At the moment that the recognition came, mostly you can think about this period as after the Kahneman and Tversky work, and of course the 2017 Nobel Prize for Richard Thaler. But now you run the risk that people think that anything behavioral economists do will like change the world. Now that's not gonna happen. No behavioral economist will tell you that if you read ‘Nudge’ it’ll fix the world overnight. Addressing global warming, for example, is one of the biggest challenges for the world. Nudges will not fix that by themselves. We're gonna need carbon taxes and non-behavioral measures. In addition to trying all of that, you also are gonna get some help from social comparison. So, we should do those too. But nobody has said that we're gonna be able to drastically reduce CO2 emissions, by just having a couple nudges. So I think having a realistic view of what can be achieved is really important. Which is in the spirit of the work that Elizabeth and I have done is to say ‘look, nudges are effective; the ones we looked at increased outcomes by one and a half percentage point, which is 8 percent off of a baseline of 20 percentage point for whether it's paying taxes in time, et cetera.’ But it's not what you might have expected reading the literature.


So now what? You can probably get bigger effect sizes with bigger interventions. So here is an example that I think Richard Thaler calls an ‘ultra’ nudge, which is the work that Raj Chetty and co-authors have done with the ‘Moving to Opportunities’ (MTO) program, which is one of the greatest programs in the world. In the U.S. instead of doing public housing, there’s vouchers for low income people to move to better neighborhoods and set up for a better life. The thing is, a lot of people didn't take them up. They’d get the vouchers and then they don't really find the house. Now that can be  because maybe some landlords are suspicious. So doing a nudge and explaining things more clearly does help. But it has an effect of one or two percentage points. On the other hand, having the ‘ultra’ nudge, which is basically having a staff person. who basically helps you to make the phone call to find the landlord, to contact the lender, to figure out what could be areas for you to go to, that is a tremendous thing. That doubled the rate of placement: a huge effect size. It's not cheap like a nudge. But think of the value in terms of happiness; just think of the earnings opportunities.

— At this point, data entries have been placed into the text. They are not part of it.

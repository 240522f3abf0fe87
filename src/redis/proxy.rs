use std::io;

use async_trait::async_trait;
use redis::aio::MultiplexedConnection;
use redis::RedisError;
use tokio::time;
use tracing::debug;

use super::connection_args::{RedisConnectionArgs, DRIVER};
use crate::common::connection_args::ConnectionArgs;
use crate::common::errors::ArgsError;
use crate::common::proxy::{is_network_error_message, ConnectionProxy};

const NETWORK_ERROR_FRAGMENTS: &[&str] = &["client is closed", "connection pool exhausted", "connection pool timeout"];

/// Cache-store proxy handing out multiplexed connections.
pub struct RedisConnectionProxy {
    args: RedisConnectionArgs,
    client: redis::Client,
}

impl RedisConnectionProxy {
    pub fn args(&self) -> &RedisConnectionArgs {
        &self.args
    }
}

#[async_trait]
impl ConnectionProxy for RedisConnectionProxy {
    type Args = RedisConnectionArgs;
    type Connection = MultiplexedConnection;
    type Error = RedisError;

    fn validate(args: RedisConnectionArgs) -> Result<Self, ArgsError> {
        let uri = args.uri()?;
        let client = redis::Client::open(uri.as_str()).map_err(|err| ArgsError::InvalidUri {
            driver: DRIVER,
            reason: err.to_string(),
        })?;
        Ok(Self { args, client })
    }

    fn name(&self) -> &'static str {
        DRIVER
    }

    fn connection_args(&self) -> &ConnectionArgs {
        self.args.base()
    }

    async fn create_connection(&self) -> Result<MultiplexedConnection, RedisError> {
        let connect = self.client.get_multiplexed_async_connection();
        let connection = time::timeout(self.args.base().connection_timeout(), connect)
            .await
            .map_err(|_| RedisError::from(io::Error::new(io::ErrorKind::TimedOut, "redis connection timed out")))??;
        debug!(host = %self.args.endpoint().host, db = self.args.database(), "Redis connection created");
        Ok(connection)
    }

    async fn ping(&self, connection: &MultiplexedConnection) -> Result<(), RedisError> {
        let mut connection = connection.clone();
        let _: String = redis::cmd("PING").query_async(&mut connection).await?;
        Ok(())
    }

    fn is_network_error(&self, err: &RedisError) -> bool {
        if err.is_io_error() || err.is_connection_dropped() || err.is_connection_refusal() || err.is_timeout() {
            return true;
        }
        let message = err.to_string();
        is_network_error_message(&message)
            || NETWORK_ERROR_FRAGMENTS
                .iter()
                .any(|fragment| message.contains(fragment))
    }

    fn close_connection(&self, connection: MultiplexedConnection) {
        // the multiplexer task ends once its last handle is dropped
        drop(connection);
    }
}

So if we can do more, well, let's talk about what ‘more’ would be. It could be more out of the box. It could cost more. So I think that's the future, trying to be honest about the magnitude that one can get. That means finding out that some things are moderately effective, at a very low cost. And then let's keep going and find out what the things that are very effective could be.



Looking forward, what is it that you would still like to achieve?

First, I'm really excited about continuing on the work with Elizabeth Linos and Woojin Kim. Expanding our understanding of evidence based policy. There are a lot of dimensions to this, in terms of bottlenecks. What haven’t we been able to run? Why not? And then if we were able to run something, what are we doing with the evidence? I think it's gonna take a few years to further develop this. We're excited to look into this.


Second, the other thing is something that is happening in economics more broadly, especially in laboratory experiments: we're figuring out that a lot of behavioral biases or even what look like behavioral preferences, even reference dependence to some extent, is just is the noisy perception of the world. For example, I read a contract and I kind of get, I understand only some parts of it. Or as per economic experiment, I see a choice between a lottery and a sure thing. And I have this vague understanding of what a lottery means. And so when you model that, you actually do a lot of progress on understanding behavioral biases. Some people call it noisy encoding, and I'm doing some work that is somewhat related to that, with my colleagues, David Card and Dmitry Taubinsky. There’s a strong focus on decision time here. For example, when you sent me the invitation for doing this interview, I looked at some previous interviews and said ‘yes’, right away. I didn't wait too long, but for some other things, I’d feel the need to ponder it; I might be on the fence. And so basically the decision time conveys some information on strength of preferences. There's a lot more to that, but we're trying to take that into the decision making of experts.


Those are, I think, the two things that I'm excited for the future, as well as continuing the work I've done on forecasts of research results. Which is part of a kind of a different agenda that I have that is methodological. As one of the most frustrating things that can happen to us scientists is that we work for years, and then we present our results and somebody says ‘we kind of knew that already’. It’s dismissive. Thing is, most of the time we didn't know it already! And so how do you counteract that is actually by surveying people when the research results are not yet known, but saying this is what we're going to do. This is our design. What do you think we'll find? Collect the predictions of experts. And then present the actual findings.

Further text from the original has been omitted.